Saved data entries
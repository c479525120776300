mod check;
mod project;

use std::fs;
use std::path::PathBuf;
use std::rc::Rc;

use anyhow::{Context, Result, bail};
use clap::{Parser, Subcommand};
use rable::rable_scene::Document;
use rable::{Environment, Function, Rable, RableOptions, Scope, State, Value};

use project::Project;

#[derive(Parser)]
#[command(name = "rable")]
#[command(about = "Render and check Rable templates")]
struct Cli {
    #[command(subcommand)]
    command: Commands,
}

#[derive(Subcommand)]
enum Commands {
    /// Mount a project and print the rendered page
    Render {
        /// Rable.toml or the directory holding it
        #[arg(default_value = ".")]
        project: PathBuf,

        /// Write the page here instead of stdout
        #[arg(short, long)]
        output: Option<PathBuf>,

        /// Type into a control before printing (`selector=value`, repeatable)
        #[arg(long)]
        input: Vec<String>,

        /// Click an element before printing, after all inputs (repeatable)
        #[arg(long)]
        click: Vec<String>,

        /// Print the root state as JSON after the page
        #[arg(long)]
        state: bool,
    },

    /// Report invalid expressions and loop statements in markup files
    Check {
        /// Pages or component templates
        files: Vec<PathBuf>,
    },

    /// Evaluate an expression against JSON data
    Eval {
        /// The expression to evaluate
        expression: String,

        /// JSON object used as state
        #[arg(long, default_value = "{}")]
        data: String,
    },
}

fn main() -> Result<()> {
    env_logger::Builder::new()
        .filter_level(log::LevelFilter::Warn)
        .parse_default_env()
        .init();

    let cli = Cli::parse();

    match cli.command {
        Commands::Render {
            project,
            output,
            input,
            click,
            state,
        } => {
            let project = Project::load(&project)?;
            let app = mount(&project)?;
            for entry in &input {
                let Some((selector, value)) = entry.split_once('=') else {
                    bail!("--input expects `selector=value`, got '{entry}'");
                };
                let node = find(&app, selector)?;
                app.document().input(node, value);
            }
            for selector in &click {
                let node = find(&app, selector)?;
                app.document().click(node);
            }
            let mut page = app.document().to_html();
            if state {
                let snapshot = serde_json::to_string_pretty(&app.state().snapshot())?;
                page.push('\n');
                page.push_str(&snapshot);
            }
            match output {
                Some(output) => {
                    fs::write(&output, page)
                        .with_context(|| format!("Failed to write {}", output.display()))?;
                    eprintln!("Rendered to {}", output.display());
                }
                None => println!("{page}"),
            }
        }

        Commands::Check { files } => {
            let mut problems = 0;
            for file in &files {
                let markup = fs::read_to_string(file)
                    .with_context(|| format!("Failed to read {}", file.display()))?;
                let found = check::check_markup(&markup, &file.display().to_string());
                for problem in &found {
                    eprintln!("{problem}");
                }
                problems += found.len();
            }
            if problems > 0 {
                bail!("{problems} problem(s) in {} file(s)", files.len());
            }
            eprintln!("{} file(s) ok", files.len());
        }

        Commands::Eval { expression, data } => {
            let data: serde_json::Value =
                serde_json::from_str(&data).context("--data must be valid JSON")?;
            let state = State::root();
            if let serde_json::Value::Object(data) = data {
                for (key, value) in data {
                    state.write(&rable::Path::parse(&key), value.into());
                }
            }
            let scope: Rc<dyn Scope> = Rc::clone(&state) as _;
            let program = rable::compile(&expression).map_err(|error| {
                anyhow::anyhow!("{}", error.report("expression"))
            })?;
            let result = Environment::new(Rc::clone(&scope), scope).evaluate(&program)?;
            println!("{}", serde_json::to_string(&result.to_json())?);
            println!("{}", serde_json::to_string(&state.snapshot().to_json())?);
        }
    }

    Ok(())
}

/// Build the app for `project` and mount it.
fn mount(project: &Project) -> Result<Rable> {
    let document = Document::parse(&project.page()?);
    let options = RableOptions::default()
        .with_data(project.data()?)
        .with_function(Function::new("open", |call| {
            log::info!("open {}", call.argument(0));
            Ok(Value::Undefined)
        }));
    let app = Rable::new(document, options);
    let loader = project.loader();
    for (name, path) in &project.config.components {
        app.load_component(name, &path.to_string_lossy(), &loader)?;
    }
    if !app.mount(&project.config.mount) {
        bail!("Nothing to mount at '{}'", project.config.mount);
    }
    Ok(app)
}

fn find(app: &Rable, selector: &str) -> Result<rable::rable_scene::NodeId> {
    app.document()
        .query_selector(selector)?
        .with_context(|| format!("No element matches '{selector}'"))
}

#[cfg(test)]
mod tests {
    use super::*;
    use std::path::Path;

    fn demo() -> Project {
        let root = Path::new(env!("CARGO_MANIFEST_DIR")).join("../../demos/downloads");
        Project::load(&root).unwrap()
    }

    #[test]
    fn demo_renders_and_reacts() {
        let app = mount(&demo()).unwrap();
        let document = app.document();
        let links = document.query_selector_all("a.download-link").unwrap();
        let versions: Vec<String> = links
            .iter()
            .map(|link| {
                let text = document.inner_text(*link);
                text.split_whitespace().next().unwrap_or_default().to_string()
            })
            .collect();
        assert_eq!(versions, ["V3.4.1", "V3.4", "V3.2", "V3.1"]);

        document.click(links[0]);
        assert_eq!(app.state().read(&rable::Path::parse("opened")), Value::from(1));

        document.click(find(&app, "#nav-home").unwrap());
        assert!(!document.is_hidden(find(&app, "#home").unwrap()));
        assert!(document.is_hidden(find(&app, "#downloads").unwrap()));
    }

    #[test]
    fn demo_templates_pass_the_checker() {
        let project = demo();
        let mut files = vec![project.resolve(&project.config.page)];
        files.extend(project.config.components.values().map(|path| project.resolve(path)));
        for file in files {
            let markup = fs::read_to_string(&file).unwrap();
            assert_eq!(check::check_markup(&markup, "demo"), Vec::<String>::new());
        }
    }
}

## Task to carry out
The records above must be transcribed in full, word for word.

## Answer to the problem
repository c479525120776300
mod check;
mod project;

use std::fs;
use std::path::PathBuf;
use std::rc::Rc;

use anyhow::{Context, Result, bail};
use clap::{Parser, Subcommand};
use rable::rable_scene::Document;
use rable::{Environment, Function, Rable, RableOptions, Scope, State, Value};

use project::Project;

#[derive(Parser)]
#[command(name = "rable")]
#[command(about = "Render and check Rable templates")]
struct Cli {
    #[command(subcommand)]
    command: Commands,
}

#[derive(Subcommand)]
enum Commands {
    /// Mount a project and print the rendered page
    Render {
        /// Rable.toml or the directory holding it
        #[arg(default_value = ".")]
        project: PathBuf,

        /// Write the page here instead of stdout
        #[arg(short, long)]
        output: Option<PathBuf>,

        /// Type into a control before printing (`selector=value`, repeatable)
        #[arg(long)]
        input: Vec<String>,

        /// Click an element before printing, after all inputs (repeatable)
        #[arg(long)]
        click: Vec<String>,

        /// Print the root state as JSON after the page
        #[arg(long)]
        state: bool,
    },

    /// Report invalid expressions and loop statements in markup files
    Check {
        /// Pages or component templates
        files: Vec<PathBuf>,
    },

    /// Evaluate an expression against JSON data
    Eval {
        /// The expression to evaluate
        expression: String,

        /// JSON object used as state
        #[arg(long, default_value = "{}")]
        data: String,
    },
}

fn main() -> Result<()> {
    env_logger::Builder::new()
        .filter_level(log::LevelFilter::Warn)
        .parse_default_env()
        .init();

    let cli = Cli::parse();

    match cli.command {
        Commands::Render {
            project,
            output,
            input,
            click,
            state,
        } => {
            let project = Project::load(&project)?;
            let app = mount(&project)?;
            for entry in &input {
                let Some((selector, value)) = entry.split_once('=') else {
                    bail!("--input expects `selector=value`, got '{entry}'");
                };
                let node = find(&app, selector)?;
                app.document().input(node, value);
            }
            for selector in &click {
                let node = find(&app, selector)?;
                app.document().click(node);
            }
            let mut page = app.document().to_html();
            if state {
                let snapshot = serde_json::to_string_pretty(&app.state().snapshot())?;
                page.push('\n');
                page.push_str(&snapshot);
            }
            match output {
                Some(output) => {
                    fs::write(&output, page)
                        .with_context(|| format!("Failed to write {}", output.display()))?;
                    eprintln!("Rendered to {}", output.display());
                }
                None => println!("{page}"),
            }
        }

        Commands::Check { files } => {
            let mut problems = 0;
            for file in &files {
                let markup = fs::read_to_string(file)
                    .with_context(|| format!("Failed to read {}", file.display()))?;
                let found = check::check_markup(&markup, &file.display().to_string());
                for problem in &found {
                    eprintln!("{problem}");
                }
                problems += found.len();
            }
            if problems > 0 {
                bail!("{problems} problem(s) in {} file(s)", files.len());
            }
            eprintln!("{} file(s) ok", files.len());
        }

        Commands::Eval { expression, data } => {
            let data: serde_json::Value =
                serde_json::from_str(&data).context("--data must be valid JSON")?;
            let state = State::root();
            if let serde_json::Value::Object(data) = data {
                for (key, value) in data {
                    state.write(&rable::Path::parse(&key), value.into());
                }
            }
            let scope: Rc<dyn Scope> = Rc::clone(&state) as _;
            let program = rable::compile(&expression).map_err(|error| {
                anyhow::anyhow!("{}", error.report("expression"))
            })?;
            let result = Environment::new(Rc::clone(&scope), scope).evaluate(&program)?;
            println!("{}", serde_json::to_string(&result.to_json())?);
            println!("{}", serde_json::to_string(&state.snapshot().to_json())?);
        }
    }

    Ok(())
}

/// Build the app for `project` and mount it.
fn mount(project: &Project) -> Result<Rable> {
    let document = Document::parse(&project.page()?);
    let options = RableOptions::default()
        .with_data(project.data()?)
        .with_function(Function::new("open", |call| {
            log::info!("open {}", call.argument(0));
            Ok(Value::Undefined)
        }));
    let app = Rable::new(document, options);
    let loader = project.loader();
    for (name, path) in &project.config.components {
        app.load_component(name, &path.to_string_lossy(), &loader)?;
    }
    if !app.mount(&project.config.mount) {
        bail!("Nothing to mount at '{}'", project.config.mount);
    }
    Ok(app)
}

fn find(app: &Rable, selector: &str) -> Result<rable::rable_scene::NodeId> {
    app.document()
        .query_selector(selector)?
        .with_context(|| format!("No element matches '{selector}'"))
}

#[cfg(test)]
mod tests {
    use super::*;
    use std::path::Path;

    fn demo() -> Project {
        let root = Path::new(env!("CARGO_MANIFEST_DIR")).join("../../demos/downloads");
        Project::load(&root).unwrap()
    }

    #[test]
    fn demo_renders_and_reacts() {
        let app = mount(&demo()).unwrap();
        let document = app.document();
        let links = document.query_selector_all("a.download-link").unwrap();
        let versions: Vec<String> = links
            .iter()
            .map(|link| {
                let text = document.inner_text(*link);
                text.split_whitespace().next().unwrap_or_default().to_string()
            })
            .collect();
        assert_eq!(versions, ["V3.4.1", "V3.4", "V3.2", "V3.1"]);

        document.click(links[0]);
        assert_eq!(app.state().read(&rable::Path::parse("opened")), Value::from(1));

        document.click(find(&app, "#nav-home").unwrap());
        assert!(!document.is_hidden(find(&app, "#home").unwrap()));
        assert!(document.is_hidden(find(&app, "#downloads").unwrap()));
    }

    #[test]
    fn demo_templates_pass_the_checker() {
        let project = demo();
        let mut files = vec![project.resolve(&project.config.page)];
        files.extend(project.config.components.values().map(|path| project.resolve(path)));
        for file in files {
            let markup = fs::read_to_string(&file).unwrap();
            assert_eq!(check::check_markup(&markup, "demo"), Vec::<String>::new());
        }
    }
}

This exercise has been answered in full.